Publishing a “behind the scenes” for most news stories would probably bore 99 percent of the populace to sleep, but in Glidden’s hands, the unusual twice-removed window into the Globalist’s trek offers some incredibly compelling narratives and food for thought. One of the most interesting dynamics throughout the book, one we wouldn’t see without Glidden’s unique perch, is the one between Stuteville and the fourth member of the Globalist’s traveling gang, her childhood friend Dan. A liberal Seattle native raised by antiwar hippie parents, Dan surprised everyone at 25 by joining the Marines and serving a tour in Iraq. At the start of the book, we learn that Dan, now an undergrad at Northeastern University on the GI Bill and eager to get new perspective on the country he helped “liberate,” will join the triad of reporters on the trip for school credit—but also as one of Stuteville’s story subjects. As Stuteville says later in the book, part of what makes a great piece of journalism is that the central figure experiences something and changes because of it. Dan is, to Stuteville’s constant frustration, impervious to her attempts to coax out any such revelations in interviews, maintaining his undramatic position that, while the Iraq War was bad, he did his part to help make positive change there, and doesn’t regret a thing. As Stuteville’s ideal narrative for Dan’s story falls apart, the tension between the two boils over. “I don’t think that I’ve conducted myself perfectly in this and I don’t think there’s a way I could have,” Stuteville says as she and Glidden stand on a balcony in Syria near the end of the trip. “All of those journalistic norms that are usually in place for this very reason weren’t there.” Can you objectively tell the story of a friend?
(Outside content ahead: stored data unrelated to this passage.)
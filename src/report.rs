//! # Analysis Report Module
//!
//! This module defines the terminal artifact of the pipeline: a structured,
//! confidence-scored report of one prescription analysis. A report is created
//! once per invocation and never mutated after construction; failures below
//! the invocation gate are represented as a status field inside the same
//! structure, never as a raised fault.

use serde::{Deserialize, Serialize};
use std::time::Duration;

use crate::classifier::ClassificationResult;
use crate::ocr::OCR_ENGINE_NAME;

/// Label for the medications section
pub const MEDICATIONS_LABEL: &str = "Identified Medications";
/// Label for the dosages section
pub const DOSAGES_LABEL: &str = "Dosage Information";
/// Label for the instructions section
pub const INSTRUCTIONS_LABEL: &str = "Usage Instructions";
/// Label for the analysis summary section
pub const ANALYSIS_LABEL: &str = "Analysis Summary";
/// Label for the warnings section
pub const WARNINGS_LABEL: &str = "Important Notes";

/// Fixed disclaimer warnings attached to every successful report
pub const DISCLAIMER_WARNINGS: [&str; 3] = [
    "This is an automated analysis and may contain errors",
    "Always consult with healthcare provider before taking medications",
    "Verify all medication names and dosages with original prescription",
];

/// Processing status of a report
#[derive(Debug, Clone, Copy, PartialEq, Eq, Serialize, Deserialize)]
#[serde(rename_all = "lowercase")]
pub enum ProcessingStatus {
    Success,
    Error,
}

/// A labeled category list with its entry count
#[derive(Debug, Clone, PartialEq, Serialize, Deserialize)]
pub struct LabeledList {
    pub label: String,
    pub data: Vec<String>,
    pub count: usize,
}

impl LabeledList {
    fn new(label: &str, data: Vec<String>) -> Self {
        let count = data.len();
        Self {
            label: label.to_string(),
            data,
            count,
        }
    }
}

/// The human-readable analysis summary
#[derive(Debug, Clone, PartialEq, Serialize, Deserialize)]
pub struct AnalysisSummary {
    pub label: String,
    pub data: String,
}

/// The fixed disclaimer warning list
#[derive(Debug, Clone, PartialEq, Serialize, Deserialize)]
pub struct WarningNotes {
    pub label: String,
    pub data: Vec<String>,
}

/// Processing metadata attached to successful reports
#[derive(Debug, Clone, PartialEq, Serialize, Deserialize)]
#[serde(rename_all = "camelCase")]
pub struct ProcessingInfo {
    pub text_length: usize,
    pub processing_time: String,
    pub ocr_engine: String,
}

/// The terminal artifact of one prescription analysis
///
/// Serialized as a pretty-printed JSON object with stable field names.
/// Optional sections are omitted from error reports rather than emitted as
/// nulls.
#[derive(Debug, Clone, PartialEq, Serialize, Deserialize)]
pub struct AnalysisReport {
    #[serde(rename = "fileName")]
    pub file_name: String,
    pub timestamp: String,
    pub processing_status: ProcessingStatus,
    #[serde(skip_serializing_if = "Option::is_none")]
    pub confidence: Option<f64>,
    #[serde(skip_serializing_if = "Option::is_none")]
    pub error: Option<String>,
    #[serde(skip_serializing_if = "Option::is_none")]
    pub message: Option<String>,
    #[serde(rename = "extractedText", skip_serializing_if = "Option::is_none")]
    pub extracted_text: Option<String>,
    #[serde(skip_serializing_if = "Option::is_none")]
    pub medications: Option<LabeledList>,
    #[serde(skip_serializing_if = "Option::is_none")]
    pub dosages: Option<LabeledList>,
    #[serde(skip_serializing_if = "Option::is_none")]
    pub instructions: Option<LabeledList>,
    #[serde(skip_serializing_if = "Option::is_none")]
    pub analysis: Option<AnalysisSummary>,
    #[serde(skip_serializing_if = "Option::is_none")]
    pub warnings: Option<WarningNotes>,
    #[serde(rename = "processingInfo", skip_serializing_if = "Option::is_none")]
    pub processing_info: Option<ProcessingInfo>,
}

impl AnalysisReport {
    /// Assemble a successful report from classification output and metadata
    pub fn success(
        file_name: &str,
        extracted_text: String,
        classification: ClassificationResult,
        elapsed: Duration,
    ) -> Self {
        let text_length = extracted_text.len();
        let analysis = compose_summary(&classification);

        Self {
            file_name: file_name.to_string(),
            timestamp: current_timestamp(),
            processing_status: ProcessingStatus::Success,
            confidence: Some(classification.confidence),
            error: None,
            message: None,
            extracted_text: Some(extracted_text),
            medications: Some(LabeledList::new(MEDICATIONS_LABEL, classification.medications)),
            dosages: Some(LabeledList::new(DOSAGES_LABEL, classification.dosages)),
            instructions: Some(LabeledList::new(
                INSTRUCTIONS_LABEL,
                classification.instructions,
            )),
            analysis: Some(AnalysisSummary {
                label: ANALYSIS_LABEL.to_string(),
                data: analysis,
            }),
            warnings: Some(WarningNotes {
                label: WARNINGS_LABEL.to_string(),
                data: DISCLAIMER_WARNINGS.iter().map(|w| w.to_string()).collect(),
            }),
            processing_info: Some(ProcessingInfo {
                text_length,
                processing_time: format_elapsed(elapsed),
                ocr_engine: OCR_ENGINE_NAME.to_string(),
            }),
        }
    }

    /// Report for an input that exists but cannot be decoded as an image
    ///
    /// No partial report fields are populated, including confidence.
    pub fn decode_error(file_name: &str, error: String) -> Self {
        Self::bare_error(file_name, error, None, None)
    }

    /// Report for an extraction that produced no text at all
    ///
    /// Carries confidence 0.0 and a message distinguishing it from a decode
    /// failure. The classifier is never invoked for this case.
    pub fn empty_extraction(file_name: &str) -> Self {
        Self::bare_error(
            file_name,
            "No text could be extracted from the image".to_string(),
            Some(0.0),
            None,
        )
    }

    /// Report for any other internal fault during analysis
    pub fn internal_error(file_name: &str, error: String) -> Self {
        Self::bare_error(
            file_name,
            error,
            None,
            Some("Failed to analyze prescription image".to_string()),
        )
    }

    fn bare_error(
        file_name: &str,
        error: String,
        confidence: Option<f64>,
        message: Option<String>,
    ) -> Self {
        Self {
            file_name: file_name.to_string(),
            timestamp: current_timestamp(),
            processing_status: ProcessingStatus::Error,
            confidence,
            error: Some(error),
            message,
            extracted_text: None,
            medications: None,
            dosages: None,
            instructions: None,
            analysis: None,
            warnings: None,
            processing_info: None,
        }
    }
}

/// Compose the one-paragraph summary: category counts when non-zero, then the
/// fixed disclaimer clause
fn compose_summary(classification: &ClassificationResult) -> String {
    let mut summary = String::from("Prescription analysis completed. ");
    if !classification.medications.is_empty() {
        summary.push_str(&format!(
            "Identified {} medication(s). ",
            classification.medications.len()
        ));
    }
    if !classification.dosages.is_empty() {
        summary.push_str(&format!(
            "Found {} dosage instruction(s). ",
            classification.dosages.len()
        ));
    }
    summary.push_str("Please verify all information with healthcare provider.");
    summary
}

/// Current local time in RFC 3339 format
fn current_timestamp() -> String {
    chrono::Local::now().to_rfc3339()
}

/// Format elapsed wall time as a display string
fn format_elapsed(elapsed: Duration) -> String {
    format!("{:.2}s", elapsed.as_secs_f64())
}
//! # Image Filtering Module
//!
//! This module provides noise reduction and morphological operations for OCR
//! preprocessing: median filtering against salt-and-pepper scanning artifacts
//! and morphological closing to fuse broken character strokes.

use image::GrayImage;
use tracing;

use super::types::{ClosedImageResult, DenoisedImageResult, PreprocessingError};

/// Applies a median filter to remove salt-and-pepper noise.
///
/// Median filtering replaces each pixel with the median of its neighborhood,
/// which removes isolated speckles from scanning artifacts while keeping text
/// edges sharper than a blur would.
///
/// # Arguments
///
/// * `image` - The input grayscale image to denoise
/// * `kernel_size` - Side length of the neighborhood (must be odd, >= 3)
///
/// # Returns
///
/// Returns a `Result` containing the denoised image and stage metadata, or a
/// `PreprocessingError` for invalid parameters
pub fn reduce_noise(
    image: &GrayImage,
    kernel_size: u32,
) -> Result<DenoisedImageResult, PreprocessingError> {
    let start_time = std::time::Instant::now();

    if kernel_size < 3 || kernel_size % 2 == 0 {
        return Err(PreprocessingError::InvalidParameter {
            message: format!("kernel_size must be an odd value >= 3, got {}", kernel_size),
        });
    }

    let radius = kernel_size / 2;
    let denoised = imageproc::filter::median_filter(image, radius, radius);

    let processing_time = start_time.elapsed();

    tracing::debug!(
        target: "ocr_preprocessing",
        "Noise reduction completed in {:.2}ms: kernel={}, dimensions={}x{}",
        processing_time.as_millis(),
        kernel_size,
        denoised.width(),
        denoised.height()
    );

    Ok(DenoisedImageResult {
        image: denoised,
        kernel_size,
        processing_time_ms: processing_time.as_millis() as u32,
    })
}

/// Applies morphological closing (dilation followed by erosion) to a binary image.
///
/// Closing fills small gaps in foreground strokes. With a small square
/// structuring element it fuses broken character strokes without bridging
/// separate characters.
///
/// # Arguments
///
/// * `image` - The input binary image to clean
/// * `kernel_size` - Side length of the square structuring element (>= 2)
///
/// # Returns
///
/// Returns a `Result` containing the cleaned image and stage metadata, or a
/// `PreprocessingError` for invalid parameters
pub fn apply_closing(
    image: &GrayImage,
    kernel_size: u32,
) -> Result<ClosedImageResult, PreprocessingError> {
    let start_time = std::time::Instant::now();

    if kernel_size < 2 {
        return Err(PreprocessingError::InvalidParameter {
            message: format!("kernel_size must be >= 2, got {}", kernel_size),
        });
    }

    let dilated = apply_dilation(image, kernel_size);
    let closed = apply_erosion(&dilated, kernel_size);

    let processing_time = start_time.elapsed();

    tracing::debug!(
        target: "ocr_preprocessing",
        "Morphological closing completed in {:.2}ms: kernel={}, dimensions={}x{}",
        processing_time.as_millis(),
        kernel_size,
        closed.width(),
        closed.height()
    );

    Ok(ClosedImageResult {
        image: closed,
        kernel_size,
        processing_time_ms: processing_time.as_millis() as u32,
    })
}

/// Applies dilation with a square kernel anchored at its top-left corner.
///
/// Dilation expands bright regions: each pixel takes the maximum value of its
/// kernel neighborhood. Out-of-bounds neighbors are skipped.
fn apply_dilation(image: &GrayImage, kernel_size: u32) -> GrayImage {
    let (width, height) = image.dimensions();
    let mut result = GrayImage::new(width, height);

    for y in 0..height {
        for x in 0..width {
            let mut max_val = 0u8;
            for ky in 0..kernel_size {
                for kx in 0..kernel_size {
                    let nx = x + kx;
                    let ny = y + ky;
                    if nx < width && ny < height {
                        max_val = max_val.max(image.get_pixel(nx, ny)[0]);
                    }
                }
            }
            result.put_pixel(x, y, image::Luma([max_val]));
        }
    }

    result
}

/// Applies erosion with the reflected square kernel (bottom-right anchor).
///
/// Erosion shrinks bright regions: each pixel takes the minimum value of its
/// kernel neighborhood. The kernel is reflected relative to [`apply_dilation`]
/// so that dilation followed by erosion is a proper closing with no spatial
/// offset. Out-of-bounds neighbors are skipped.
fn apply_erosion(image: &GrayImage, kernel_size: u32) -> GrayImage {
    let (width, height) = image.dimensions();
    let mut result = GrayImage::new(width, height);

    for y in 0..height {
        for x in 0..width {
            let mut min_val = 255u8;
            for ky in 0..kernel_size {
                for kx in 0..kernel_size {
                    if kx <= x && ky <= y {
                        min_val = min_val.min(image.get_pixel(x - kx, y - ky)[0]);
                    }
                }
            }
            result.put_pixel(x, y, image::Luma([min_val]));
        }
    }

    result
}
This question also arises in Iraq during the group’s extended interview with Sam, a man who emigrated to Seattle with his family during the war, only to get separated from them and deported back home after accusations that he assisted an Al Qaeda agent at Northgate Mall, a man he swears he encountered only briefly by chance. Despite the war, his poor treatment by Immigration and Customs Enforcement, and not being able to see his children, Sam speaks incredibly highly of America and is preternaturally hospitable and kind to the Globalist crew—all of which makes pressing for hard details on the foggy story behind his deportation harder for the reporters. Later, at a Syrian refugee camp, a woman gives the reporters the opposite treatment. Upon finding out they’re American, she begins angrily interviewing them: “I not like your government. What is the benefit of your army coming to Iraq?”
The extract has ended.